__Task objective__
From the entries that follow, work out how many lines contain "Result". Write the number only.

__Raw data__
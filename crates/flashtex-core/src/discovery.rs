//! Finding deck files on disk.

use std::path::{Path, PathBuf};

use anyhow::{Context, Result};

/// Default deck-file naming convention.
pub const DEFAULT_SUFFIX: &str = "_cards.tex";

/// Collect every file under `dir` whose name ends with `suffix`, sorted by
/// path. Subdirectories are only searched when `recursive` is set.
pub fn discover_deck_files(dir: &Path, suffix: &str, recursive: bool) -> Result<Vec<PathBuf>> {
    if !dir.is_dir() {
        anyhow::bail!("not a directory: {}", dir.display());
    }

    let mut files = Vec::new();
    collect(dir, suffix, recursive, &mut files)?;
    files.sort();
    tracing::debug!("found {} deck file(s) in {}", files.len(), dir.display());
    Ok(files)
}

fn collect(dir: &Path, suffix: &str, recursive: bool, files: &mut Vec<PathBuf>) -> Result<()> {
    for entry in std::fs::read_dir(dir)
        .with_context(|| format!("failed to read directory: {}", dir.display()))?
    {
        let entry = entry?;
        let path = entry.path();

        if path.is_dir() {
            if recursive {
                collect(&path, suffix, recursive, files)?;
            }
        } else if path
            .file_name()
            .and_then(|name| name.to_str())
            .is_some_and(|name| name.ends_with(suffix) && name.len() > suffix.len())
        {
            files.push(path);
        }
    }
    Ok(())
}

__Solution to the exercise__
3